Vaidya, Avi U; Benavidez, Gabriel A; Prentice, Julia C; Mohr, David C; Conlin, Paul R; Griffith, Kevin N.
Afiliação
  • Vaidya AU; Department of Health Policy, Vanderbilt University Medical Center, Nashville, TN, USA.
  • Benavidez GA; Department of Epidemiology and Biostatistics, University of South Carolina, Columbia, SC, USA.
  • Prentice JC; Department of Psychiatry, Boston University School of Medicine, Boston, MA, USA.
  • Mohr DC; Center for Healthcare Organization and Implementation Research, VA Boston Healthcare System, Boston, MA, USA.
  • Conlin PR; Center for Healthcare Organization and Implementation Research, VA Boston Healthcare System, Boston, MA, USA.
  • Griffith KN; Department of Health Law, Policy and Management, Boston University School of Public Health, Boston, MA, USA.

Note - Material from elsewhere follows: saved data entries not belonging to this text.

use super::*;
use crate::helpers::models::*;
use crate::solver::state::{route_cost, SolutionState};

fn create_routes(problem: &Problem) -> Vec<RawRoute> {
    vec![RawRoute::with_jobs(0, vec![0, 1], problem), RawRoute::with_jobs(1, vec![2], problem)]
}

#[test]
fn gain_equals_exact_cost_delta() {
    let problem = create_asymmetric_problem();
    let routes = create_routes(&problem);
    let state = SolutionState::new(&problem, &routes);

    for s_rank in 0..2 {
        for t_rank in 0..=1 {
            let operator = Relocate { s_vehicle: 0, s_rank, t_vehicle: 1, t_rank };

            let gain = {
                let ctx = SearchContext { problem: &problem, routes: &routes, state: &state };
                LocalOperator::<RawRoute>::compute_gain(&operator, &ctx)
            };

            let mut changed = routes.clone();
            operator.apply(&problem, &mut changed);
            let old_cost: i64 = routes.iter().map(|route| route_cost(&problem, route)).sum();
            let new_cost: i64 = changed.iter().map(|route| route_cost(&problem, route)).sum();

            assert_eq!(gain, old_cost - new_cost, "inexact gain for move {s_rank}->{t_rank}");
        }
    }
}

#[test]
fn move_and_inverse_restore_solution_and_state() {
    let problem = create_asymmetric_problem();
    let mut routes = create_routes(&problem);
    let mut state = SolutionState::new(&problem, &routes);
    let original_jobs: Vec<_> = routes.iter().map(|route| route.jobs.clone()).collect();
    let original_state = state.clone();

    let forward = Relocate { s_vehicle: 0, s_rank: 1, t_vehicle: 1, t_rank: 0 };
    forward.apply(&problem, &mut routes);
    state.refresh(&problem, &routes, vec![0, 1]);

    let inverse = Relocate { s_vehicle: 1, s_rank: 0, t_vehicle: 0, t_rank: 1 };
    inverse.apply(&problem, &mut routes);
    state.refresh(&problem, &routes, vec![0, 1]);

    let jobs: Vec<_> = routes.iter().map(|route| route.jobs.clone()).collect();
    assert_eq!(jobs, original_jobs);
    assert_eq!(state, original_state);
}

#[test]
fn cannot_relocate_pair_members_alone() {
    let [pickup, delivery] = create_pair(1, 1, 2, 5);
    let problem = create_problem(
        vec![create_vehicle(1, 10), create_vehicle(2, 10)],
        vec![pickup, delivery],
        3,
    );
    let routes = vec![RawRoute::with_jobs(0, vec![0, 1], &problem), RawRoute::new(1, &problem)];
    let state = SolutionState::new(&problem, &routes);
    let ctx = SearchContext { problem: &problem, routes: &routes, state: &state };

    let operator = Relocate { s_vehicle: 0, s_rank: 0, t_vehicle: 1, t_rank: 0 };

    assert!(!operator.is_valid(&ctx));
}

#[test]
fn cannot_relocate_over_capacity() {
    let problem = create_problem(
        vec![create_vehicle(1, 10), create_vehicle(2, 1)],
        vec![create_single(1, 1, 5), create_single(2, 2, 1)],
        3,
    );
    let routes = vec![RawRoute::with_jobs(0, vec![0], &problem), RawRoute::with_jobs(1, vec![1], &problem)];
    let state = SolutionState::new(&problem, &routes);
    let ctx = SearchContext { problem: &problem, routes: &routes, state: &state };

    let operator = Relocate { s_vehicle: 0, s_rank: 0, t_vehicle: 1, t_rank: 0 };

    assert!(!operator.is_valid(&ctx));
}

#[test]
fn intra_relocate_gain_equals_exact_cost_delta() {
    let problem = create_asymmetric_problem();
    let routes = vec![RawRoute::with_jobs(0, vec![0, 1, 2], &problem), RawRoute::new(1, &problem)];
    let state = SolutionState::new(&problem, &routes);

    for s_rank in 0..3 {
        for t_rank in (0..3).filter(|&t_rank| t_rank != s_rank) {
            let operator = IntraRelocate { vehicle: 0, s_rank, t_rank };

            let gain = {
                let ctx = SearchContext { problem: &problem, routes: &routes, state: &state };
                LocalOperator::<RawRoute>::compute_gain(&operator, &ctx)
            };

            let mut changed = routes.clone();
            operator.apply(&problem, &mut changed);
            let delta = route_cost(&problem, &routes[0]) - route_cost(&problem, &changed[0]);

            assert_eq!(gain, delta, "inexact gain for move {s_rank}->{t_rank}");
        }
    }
}
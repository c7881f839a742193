//! A json problem and solution format shaped after the external interface contract.

pub mod problem;
pub mod solution;

use rovr_core::prelude::{CostMatrix, SolverResult};

/// A seam for external travel cost providers. The solver itself consumes an already
/// materialized matrix; implementations of this trait live outside this build.
pub trait TravelMatrixProvider {
    /// Materializes the travel cost matrix over given coordinates.
    fn travel_matrix(&self, coordinates: &[[f64; 2]]) -> SolverResult<CostMatrix>;

    /// Fetches the route geometry over given coordinates as an encoded polyline.
    fn geometry(&self, coordinates: &[[f64; 2]]) -> SolverResult<String>;
}
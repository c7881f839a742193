//! A regret insertion heuristic which produces the initial solutions for the solver.

#[cfg(test)]
#[path = "../../tests/unit/construction/heuristics_test.rs"]
mod heuristics_test;

use crate::models::common::Cost;
use crate::models::problem::{JobType, Problem};
use crate::models::solution::RouteMut;
use crate::solver::search::local::{add_cost_edge, add_cost_node};

/// Specifies how routes are pre-filled before the regret loop starts.
#[derive(Clone, Copy, Debug, Eq, PartialEq)]
pub enum SeedStrategy {
    /// No seeding, the regret loop does all the work.
    None,
    /// Every empty route first receives the cheapest unassigned job measured from the
    /// vehicle start.
    NearestFromStart,
}

/// Where an insertion unit goes: a single rank, or for pairs the resequenced span
/// between the pickup and delivery positions.
enum InsertionPosition {
    Single { rank: usize },
    Pair { first: usize, last: usize, span: Vec<usize> },
}

struct InsertionCandidate {
    cost: Cost,
    vehicle: usize,
    position: InsertionPosition,
}

/// A regret-k insertion heuristic. On every step the unassigned job with the largest
/// regret (the sum of differences between its k next best and its best insertion costs
/// across routes) is inserted at its best feasible position. Pickup-delivery pairs are
/// inserted jointly, both positions chosen in one step.
pub struct RegretInsertion {
    regret: usize,
    seed: SeedStrategy,
}

impl RegretInsertion {
    /// Creates a new instance of `RegretInsertion` with given regret depth.
    pub fn new(regret: usize, seed: SeedStrategy) -> Self {
        assert!(regret > 0);
        Self { regret, seed }
    }

    /// Builds routes for all vehicles and returns them with the ranks of jobs which
    /// could not be assigned anywhere.
    pub fn build<R: RouteMut>(&self, problem: &Problem) -> (Vec<R>, Vec<usize>) {
        let mut routes: Vec<R> =
            (0..problem.vehicles.len()).map(|vehicle| R::new_route(vehicle, problem)).collect();

        // units are job ranks, pairs are represented by their pickup
        let mut pool: Vec<usize> = (0..problem.jobs.len())
            .filter(|&rank| problem.jobs[rank].job_type != JobType::Delivery)
            .collect();

        if self.seed == SeedStrategy::NearestFromStart {
            seed_nearest_from_start(problem, &mut routes, &mut pool);
        }

        loop {
            let mut chosen: Option<(Cost, usize, InsertionCandidate)> = None;

            for (pool_idx, &unit) in pool.iter().enumerate() {
                let mut bests: Vec<InsertionCandidate> = routes
                    .iter()
                    .enumerate()
                    .filter_map(|(vehicle, route)| best_insertion(problem, route, vehicle, unit))
                    .collect();
                if bests.is_empty() {
                    continue;
                }

                bests.sort_by(|left, right| left.cost.cmp(&right.cost).then(left.vehicle.cmp(&right.vehicle)));
                let best_cost = bests[0].cost;
                let regret: Cost =
                    bests.iter().skip(1).take(self.regret - 1).map(|candidate| candidate.cost - best_cost).sum();

                // pool is sorted by job rank, strict comparison keeps the lowest rank on ties
                if chosen.as_ref().map_or(true, |(max_regret, _, _)| regret > *max_regret) {
                    chosen = Some((regret, pool_idx, bests.swap_remove(0)));
                }
            }

            match chosen {
                Some((_, pool_idx, candidate)) => {
                    let unit = pool.remove(pool_idx);
                    apply_insertion(problem, &mut routes[candidate.vehicle], unit, candidate.position);
                }
                None => break,
            }
        }

        let unassigned = pool
            .into_iter()
            .flat_map(|unit| match problem.jobs[unit].job_type {
                JobType::Pickup => vec![unit, unit + 1],
                _ => vec![unit],
            })
            .collect();

        (routes, unassigned)
    }
}

fn apply_insertion<R: RouteMut>(problem: &Problem, route: &mut R, unit: usize, position: InsertionPosition) {
    match position {
        InsertionPosition::Single { rank } => route.replace(problem, rank, rank, &[unit]),
        InsertionPosition::Pair { first, last, span } => route.replace(problem, first, last, &span),
    }
}

/// Finds the cheapest feasible insertion of a unit into one route, ties resolved by the
/// lowest position.
fn best_insertion<R: RouteMut>(
    problem: &Problem,
    route: &R,
    vehicle: usize,
    unit: usize,
) -> Option<InsertionCandidate> {
    match problem.jobs[unit].job_type {
        JobType::Pickup => best_pair_insertion(problem, route, vehicle, unit),
        _ => best_single_insertion(problem, route, vehicle, unit),
    }
}

fn best_single_insertion<R: RouteMut>(
    problem: &Problem,
    route: &R,
    vehicle: usize,
    unit: usize,
) -> Option<InsertionCandidate> {
    if !problem.vehicle_ok_with_job(vehicle, unit) {
        return None;
    }

    let job = &problem.jobs[unit];
    let mut best: Option<(Cost, usize)> = None;

    for rank in 0..=route.raw().jobs.len() {
        let cost = add_cost_node(problem, route.raw(), job.location, rank);
        if best.map_or(false, |(best_cost, _)| best_cost <= cost) {
            continue;
        }

        let feasible = route.raw().is_valid_addition_for_capacity(problem, &job.pickup, &job.delivery, rank)
            && route.is_valid_replacement(problem, rank, rank, &[unit]);
        if feasible {
            best = Some((cost, rank));
        }
    }

    best.map(|(cost, rank)| InsertionCandidate { cost, vehicle, position: InsertionPosition::Single { rank } })
}

fn best_pair_insertion<R: RouteMut>(
    problem: &Problem,
    route: &R,
    vehicle: usize,
    pickup: usize,
) -> Option<InsertionCandidate> {
    let delivery = pickup + 1;
    if !problem.vehicle_ok_with_jobs_range(vehicle, pickup, delivery) {
        return None;
    }

    let pickup_location = problem.jobs[pickup].location;
    let delivery_location = problem.jobs[delivery].location;
    let jobs = &route.raw().jobs;
    let mut best: Option<(Cost, usize, usize, Vec<usize>)> = None;

    for p_rank in 0..=jobs.len() {
        for d_rank in p_rank..=jobs.len() {
            let cost = if p_rank == d_rank {
                add_cost_edge(problem, route.raw(), pickup_location, delivery_location, p_rank)
            } else {
                add_cost_node(problem, route.raw(), pickup_location, p_rank)
                    + add_cost_node(problem, route.raw(), delivery_location, d_rank)
            };
            if best.as_ref().map_or(false, |(best_cost, _, _, _)| *best_cost <= cost) {
                continue;
            }

            // jobs between the chosen positions end up framed by the pair
            let mut span = Vec::with_capacity(d_rank - p_rank + 2);
            span.push(pickup);
            span.extend_from_slice(&jobs[p_rank..d_rank]);
            span.push(delivery);

            let feasible = route.raw().is_valid_range_content(problem, p_rank, d_rank, &span)
                && route.is_valid_replacement(problem, p_rank, d_rank, &span);
            if feasible {
                best = Some((cost, p_rank, d_rank, span));
            }
        }
    }

    best.map(|(cost, first, last, span)| InsertionCandidate {
        cost,
        vehicle,
        position: InsertionPosition::Pair { first, last, span },
    })
}

/// Seeds every route owning a start location with the unassigned unit nearest to it.
fn seed_nearest_from_start<R: RouteMut>(problem: &Problem, routes: &mut [R], pool: &mut Vec<usize>) {
    for vehicle in 0..routes.len() {
        let start = match problem.vehicles[vehicle].start {
            Some(start) => start,
            None => continue,
        };

        let nearest = pool
            .iter()
            .enumerate()
            .map(|(pool_idx, &unit)| (problem.matrix.cost(start, problem.jobs[unit].location), pool_idx))
            .min_by_key(|&(cost, pool_idx)| (cost, pool_idx))
            .map(|(_, pool_idx)| pool_idx);

        let candidate = nearest.and_then(|pool_idx| {
            best_insertion(problem, &routes[vehicle], vehicle, pool[pool_idx])
                .map(|candidate| (pool_idx, candidate))
        });

        if let Some((pool_idx, candidate)) = candidate {
            let unit = pool.remove(pool_idx);
            apply_insertion(problem, &mut routes[vehicle], unit, candidate.position);
        }
    }
}
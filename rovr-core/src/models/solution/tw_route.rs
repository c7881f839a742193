#[cfg(test)]
#[path = "../../../tests/unit/models/solution/tw_route_test.rs"]
mod tw_route_test;

use crate::models::common::{Duration, Location, Timestamp};
use crate::models::problem::{Problem, Vehicle};
use crate::models::solution::route::RawRoute;

/// A break scheduled in the gap before a step, with its own service time slack.
#[derive(Clone, Debug)]
pub struct PlannedBreak {
    /// A break rank within the vehicle's break list.
    pub break_rank: usize,
    /// A chosen time window rank.
    pub tw_rank: usize,
    /// Earliest feasible break start.
    pub earliest: Timestamp,
    /// Latest feasible break start.
    pub latest: Timestamp,
}

/// Tight earliest/latest service times for every step of a route, including break
/// placements. Maintained by [`TwRoute`] after every mutation.
#[derive(Clone, Debug, Default)]
struct Schedule {
    start_earliest: Timestamp,
    start_latest: Timestamp,
    end_earliest: Timestamp,
    end_latest: Timestamp,
    earliest: Vec<Timestamp>,
    latest: Vec<Timestamp>,
    tw_ranks: Vec<usize>,
    /// Breaks placed before step `g`: `gaps[g]` sits between job `g - 1` and job `g`,
    /// the last entry sits before the route end.
    gaps: Vec<Vec<PlannedBreak>>,
}

/// A route which additionally keeps a feasible schedule: earliest/latest service times
/// per position and break placements. All mutations go through [`TwRoute::replace`]
/// which re-runs the forward and backward propagations.
#[derive(Clone, Debug)]
pub struct TwRoute {
    /// The underlying job sequence with load caches.
    pub route: RawRoute,
    schedule: Schedule,
}

impl TwRoute {
    /// Creates an empty time window aware route for given vehicle.
    pub fn new(vehicle: usize, problem: &Problem) -> Self {
        let route = RawRoute::new(vehicle, problem);
        let schedule = compute_schedule(problem, &route)
            .unwrap_or_else(|| unreachable!("empty route must be schedulable"));

        Self { route, schedule }
    }

    /// Tries to create a route over given job ranks, returns `None` when no feasible
    /// schedule exists.
    pub fn with_jobs(vehicle: usize, jobs: Vec<usize>, problem: &Problem) -> Option<Self> {
        let route = RawRoute::with_jobs(vehicle, jobs, problem);
        compute_schedule(problem, &route).map(|schedule| Self { route, schedule })
    }

    /// Returns earliest departure time from the route start.
    pub fn start_earliest(&self) -> Timestamp {
        self.schedule.start_earliest
    }

    /// Returns latest departure time from the route start.
    pub fn start_latest(&self) -> Timestamp {
        self.schedule.start_latest
    }

    /// Returns earliest arrival time at the route end.
    pub fn end_earliest(&self) -> Timestamp {
        self.schedule.end_earliest
    }

    /// Returns latest arrival time at the route end.
    pub fn end_latest(&self) -> Timestamp {
        self.schedule.end_latest
    }

    /// Returns earliest service start for job at given position.
    pub fn earliest_at(&self, rank: usize) -> Timestamp {
        self.schedule.earliest[rank]
    }

    /// Returns latest service start for job at given position.
    pub fn latest_at(&self, rank: usize) -> Timestamp {
        self.schedule.latest[rank]
    }

    /// Returns chosen time window rank for job at given position.
    pub fn tw_rank_at(&self, rank: usize) -> usize {
        self.schedule.tw_ranks[rank]
    }

    /// Returns breaks planned in the gap before step at given position.
    pub fn breaks_before(&self, rank: usize) -> &[PlannedBreak] {
        &self.schedule.gaps[rank]
    }

    /// Would inserting `job` at `rank` yield a feasible schedule?
    pub fn is_valid_addition_for_tw(&self, problem: &Problem, job: usize, rank: usize) -> bool {
        self.is_valid_replacement(problem, rank, rank, &[job])
    }

    /// Batch variant of [`Self::is_valid_addition_for_tw`] for contiguous slices.
    pub fn is_valid_addition_for_tw_range(&self, problem: &Problem, jobs: &[usize], rank: usize) -> bool {
        self.is_valid_replacement(problem, rank, rank, jobs)
    }

    /// Checks feasibility after removing `count` consecutive jobs at `rank`.
    pub fn is_valid_removal(&self, problem: &Problem, rank: usize, count: usize) -> bool {
        self.is_valid_replacement(problem, rank, rank + count, &[])
    }

    /// Checks whether replacing jobs in `first..last` with given ranks keeps the
    /// schedule feasible. Without breaks this is a local propagation which stops at the
    /// stored `latest` bound of the first untouched step; with breaks the whole
    /// candidate is rescheduled.
    pub fn is_valid_replacement(&self, problem: &Problem, first: usize, last: usize, ranks: &[usize]) -> bool {
        let vehicle = &problem.vehicles[self.route.vehicle];

        if !vehicle.breaks.is_empty() {
            let mut candidate = self.route.jobs.clone();
            candidate.splice(first..last, ranks.iter().copied());
            let candidate = RawRoute::with_jobs(self.route.vehicle, candidate, problem);
            return compute_schedule(problem, &candidate).is_some();
        }

        let mut departure = if first == 0 {
            self.schedule.start_earliest
        } else {
            let job = &problem.jobs[self.route.jobs[first - 1]];
            match self.schedule.earliest[first - 1].checked_add(job.service) {
                Some(time) => time,
                None => return false,
            }
        };
        let mut location =
            if first == 0 { vehicle.start } else { Some(problem.jobs[self.route.jobs[first - 1]].location) };

        for &rank in ranks {
            let job = &problem.jobs[rank];
            let arrival = match checked_arrival(problem, departure, location, job.location) {
                Some(time) => time,
                None => return false,
            };
            let tw = match job.time_windows.iter().find(|tw| tw.end >= arrival) {
                Some(tw) => tw,
                None => return false,
            };
            let service_start = arrival.max(tw.start);
            departure = match service_start.checked_add(job.service) {
                Some(time) => time,
                None => return false,
            };
            location = Some(job.location);
        }

        if last < self.route.jobs.len() {
            let next = &problem.jobs[self.route.jobs[last]];
            match checked_arrival(problem, departure, location, next.location) {
                Some(arrival) => arrival <= self.schedule.latest[last],
                None => false,
            }
        } else {
            let arrival = match (location, vehicle.end) {
                (Some(from), Some(to)) => departure.checked_add(problem.matrix.duration(from, to)),
                _ => Some(departure),
            };
            match arrival {
                Some(arrival) => arrival <= vehicle.time_window.end,
                None => false,
            }
        }
    }

    /// Atomically replaces jobs in `first..last` with given ranks, rebuilding only the
    /// forward and backward propagations of the affected span: both sweeps stop as soon
    /// as the recomputed times fall back onto the stored schedule. Break placement is
    /// global, so routes with breaks are rescheduled as a whole. The replacement must
    /// have been validated beforehand.
    pub fn replace(&mut self, problem: &Problem, first: usize, last: usize, ranks: &[usize]) {
        let removed = last - first;
        let inserted = ranks.len();
        self.route.replace(problem, first, last, ranks);

        let vehicle = &problem.vehicles[self.route.vehicle];
        if !vehicle.breaks.is_empty() || self.route.jobs.is_empty() {
            self.schedule = compute_schedule(problem, &self.route)
                .unwrap_or_else(|| unreachable!("replacement applied without validity check"));
            return;
        }

        rebuild_affected_span(problem, vehicle, &self.route, &mut self.schedule, first, removed, inserted)
            .unwrap_or_else(|| unreachable!("replacement applied without validity check"));
    }
}

/// Re-runs the forward propagation from the start of a replaced span and the backward
/// propagation from its end. Positions past the span keep their stored times once the
/// propagated values coincide with them again; positions before the span keep theirs
/// once the late bound settles back. Only used for routes without breaks.
fn rebuild_affected_span(
    problem: &Problem,
    vehicle: &Vehicle,
    route: &RawRoute,
    schedule: &mut Schedule,
    first: usize,
    removed: usize,
    inserted: usize,
) -> Option<()> {
    let jobs = route.jobs.as_slice();
    let old_earliest = std::mem::take(&mut schedule.earliest);
    let old_latest = std::mem::take(&mut schedule.latest);
    let old_tw_ranks = std::mem::take(&mut schedule.tw_ranks);

    let mut earliest = Vec::with_capacity(jobs.len());
    let mut tw_ranks = Vec::with_capacity(jobs.len());
    earliest.extend_from_slice(&old_earliest[..first]);
    tw_ranks.extend_from_slice(&old_tw_ranks[..first]);

    let mut departure = if first == 0 {
        schedule.start_earliest
    } else {
        earliest[first - 1].checked_add(problem.jobs[jobs[first - 1]].service)?
    };
    let mut location = if first == 0 { vehicle.start } else { Some(problem.jobs[jobs[first - 1]].location) };

    // first position whose stored times survive the mutation
    let mut stable = jobs.len();
    while earliest.len() < jobs.len() {
        let i = earliest.len();
        let job = &problem.jobs[jobs[i]];
        let arrival = checked_arrival(problem, departure, location, job.location)?;
        let tw_rank = job.time_windows.iter().position(|tw| tw.end >= arrival)?;
        let start = arrival.max(job.time_windows[tw_rank].start);

        if i >= first + inserted {
            let old_i = i - inserted + removed;
            if start == old_earliest[old_i] && tw_rank == old_tw_ranks[old_i] {
                earliest.extend_from_slice(&old_earliest[old_i..]);
                tw_ranks.extend_from_slice(&old_tw_ranks[old_i..]);
                stable = i;
                break;
            }
        }

        earliest.push(start);
        tw_ranks.push(tw_rank);
        departure = start.checked_add(job.service)?;
        location = Some(job.location);
    }

    if stable == jobs.len() {
        let arrival = match (location, vehicle.end) {
            (Some(from), Some(to)) => departure.checked_add(problem.matrix.duration(from, to))?,
            _ => departure,
        };
        if arrival > vehicle.time_window.end {
            return None;
        }
        schedule.end_earliest = arrival;
    }

    schedule.earliest = earliest;
    schedule.tw_ranks = tw_ranks;

    let mut latest = vec![0; jobs.len()];
    let (mut follow, mut follow_travel) = if stable == jobs.len() {
        (schedule.end_latest, crossing_travel(problem, vehicle, jobs, jobs.len()))
    } else {
        latest[stable..].copy_from_slice(&old_latest[stable - inserted + removed..]);
        (latest[stable], crossing_travel(problem, vehicle, jobs, stable))
    };

    let mut reached_start = true;
    for i in (0..stable).rev() {
        let job = &problem.jobs[jobs[i]];
        let bound = follow.checked_sub(follow_travel)?.checked_sub(job.service)?;
        let value = bound.min(job.time_windows[schedule.tw_ranks[i]].end);
        if value < schedule.earliest[i] {
            return None;
        }

        if i < first && value == old_latest[i] {
            latest[..=i].copy_from_slice(&old_latest[..=i]);
            reached_start = false;
            break;
        }

        latest[i] = value;
        follow = value;
        follow_travel = crossing_travel(problem, vehicle, jobs, i);
    }

    if reached_start {
        schedule.start_latest = follow.checked_sub(follow_travel)?;
        if schedule.start_latest < schedule.start_earliest {
            return None;
        }
    }
    schedule.latest = latest;
    schedule.gaps = vec![Vec::new(); jobs.len() + 1];

    Some(())
}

Data Brief ; 41: 108005, 2022 Apr.
Article em En | MEDLINE | ID: mdl-35282179
The dataset summarized in this article includes a nationwide prevalence sample of U.S. military Veterans who were aged 65 years or older, dually enrolled in the Veterans Health Administration and traditional Medicare and had a previous diagnosis of diabetes (diabetes mellitus) as of December 2005 (N = 275,190) [1]. Our data were originally used to develop and validate prognostic indices of 5- and 10-year mortality among older Veterans with diabetes. We include various potential predictors including demographics (e.g., sex, age, marital status, and VA priority group), healthcare utilization (e.g., # of outpatient visits, # days of inpatient stays), medication history, and major comorbidities. This novel dataset provides researchers with an opportunity to study the associations between a large variety of individual-level risk factors and longevity for patients living with diabetes.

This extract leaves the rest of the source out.